══ Extracted data ══
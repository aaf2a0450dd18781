use std::cmp::Ordering;

use smallvec::SmallVec;

/// Board pieces as FEN symbols: uppercase white, lowercase black.
pub type PieceSet = SmallVec<[char; 32]>;

/// Separator between the two sides of a tablebase name, as in `KQvKR`.
pub const SIDE_SEPARATOR: char = 'v';

/// Order of pieces inside one side of a tablebase name: KQRBNP.
fn piece_rank(symbol: char) -> u8 {
    match symbol {
        'K' => 0,
        'Q' => 1,
        'R' => 2,
        'B' => 3,
        'N' => 4,
        'P' => 5,
        _ => 6,
    }
}

fn piece_value(symbol: char) -> Option<u32> {
    match symbol {
        // Both sides always have one.
        'K' => Some(0),
        'P' => Some(1),
        'N' | 'B' => Some(3),
        'R' => Some(5),
        'Q' => Some(9),
        _ => None,
    }
}

fn side_string(mut pieces: SmallVec<[char; 16]>) -> String {
    pieces.sort_by_key(|&p| piece_rank(p));
    pieces.into_iter().collect()
}

/// Orders two sides for the name: more pieces first; on equal count the side
/// whose pieces rank higher in KQRBNP order goes first. Identical sides
/// compare equal, so the name never depends on which colour holds what.
fn compare_sides(a: &str, b: &str) -> Ordering {
    b.len().cmp(&a.len()).then_with(|| {
        let ranks = |s: &str| s.chars().map(piece_rank).collect::<SmallVec<[u8; 16]>>();
        ranks(a).cmp(&ranks(b))
    })
}

/// Canonical Syzygy-style name for a set of pieces, e.g. `KRPvKR`.
pub fn egtb_name_from_pieces<I>(pieces: I) -> String
where
    I: IntoIterator<Item = char>,
{
    let mut white = SmallVec::<[char; 16]>::new();
    let mut black = SmallVec::<[char; 16]>::new();
    for piece in pieces {
        if piece.is_ascii_uppercase() {
            white.push(piece);
        } else {
            black.push(piece.to_ascii_uppercase());
        }
    }

    let white = side_string(white);
    let black = side_string(black);

    let (first, second) = match compare_sides(&white, &black) {
        Ordering::Greater => (black, white),
        Ordering::Less | Ordering::Equal => (white, black),
    };
    format!("{first}{SIDE_SEPARATOR}{second}")
}

/// Absolute material imbalance of a tablebase name with K=0, P=1, N=B=3,
/// R=5, Q=9. `None` if the name is not `<side>v<side>` over KQRBNP.
pub fn material_diff(name: &str) -> Option<u32> {
    let (a, b) = name.split_once(SIDE_SEPARATOR)?;
    let side_value = |side: &str| side.chars().map(piece_value).sum::<Option<u32>>();
    Some(side_value(a)?.abs_diff(side_value(b)?))
}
═══
» Task to carry out
All of the data shown above must be copied exactly.

» Exercise answer
repository aaf2a0450dd18781
use std::cmp::Ordering;

use smallvec::SmallVec;

/// Board pieces as FEN symbols: uppercase white, lowercase black.
pub type PieceSet = SmallVec<[char; 32]>;

/// Separator between the two sides of a tablebase name, as in `KQvKR`.
pub const SIDE_SEPARATOR: char = 'v';

/// Order of pieces inside one side of a tablebase name: KQRBNP.
fn piece_rank(symbol: char) -> u8 {
    match symbol {
        'K' => 0,
        'Q' => 1,
        'R' => 2,
        'B' => 3,
        'N' => 4,
        'P' => 5,
        _ => 6,
    }
}

fn piece_value(symbol: char) -> Option<u32> {
    match symbol {
        // Both sides always have one.
        'K' => Some(0),
        'P' => Some(1),
        'N' | 'B' => Some(3),
        'R' => Some(5),
        'Q' => Some(9),
        _ => None,
    }
}

fn side_string(mut pieces: SmallVec<[char; 16]>) -> String {
    pieces.sort_by_key(|&p| piece_rank(p));
    pieces.into_iter().collect()
}

/// Orders two sides for the name: more pieces first; on equal count the side
/// whose pieces rank higher in KQRBNP order goes first. Identical sides
/// compare equal, so the name never depends on which colour holds what.
fn compare_sides(a: &str, b: &str) -> Ordering {
    b.len().cmp(&a.len()).then_with(|| {
        let ranks = |s: &str| s.chars().map(piece_rank).collect::<SmallVec<[u8; 16]>>();
        ranks(a).cmp(&ranks(b))
    })
}

/// Canonical Syzygy-style name for a set of pieces, e.g. `KRPvKR`.
pub fn egtb_name_from_pieces<I>(pieces: I) -> String
where
    I: IntoIterator<Item = char>,
{
    let mut white = SmallVec::<[char; 16]>::new();
    let mut black = SmallVec::<[char; 16]>::new();
    for piece in pieces {
        if piece.is_ascii_uppercase() {
            white.push(piece);
        } else {
            black.push(piece.to_ascii_uppercase());
        }
    }

    let white = side_string(white);
    let black = side_string(black);

    let (first, second) = match compare_sides(&white, &black) {
        Ordering::Greater => (black, white),
        Ordering::Less | Ordering::Equal => (white, black),
    };
    format!("{first}{SIDE_SEPARATOR}{second}")
}

/// Absolute material imbalance of a tablebase name with K=0, P=1, N=B=3,
/// R=5, Q=9. `None` if the name is not `<side>v<side>` over KQRBNP.
pub fn material_diff(name: &str) -> Option<u32> {
    let (a, b) = name.split_once(SIDE_SEPARATOR)?;
    let side_value = |side: &str| side.chars().map(piece_value).sum::<Option<u32>>();
    Some(side_value(a)?.abs_diff(side_value(b)?))
}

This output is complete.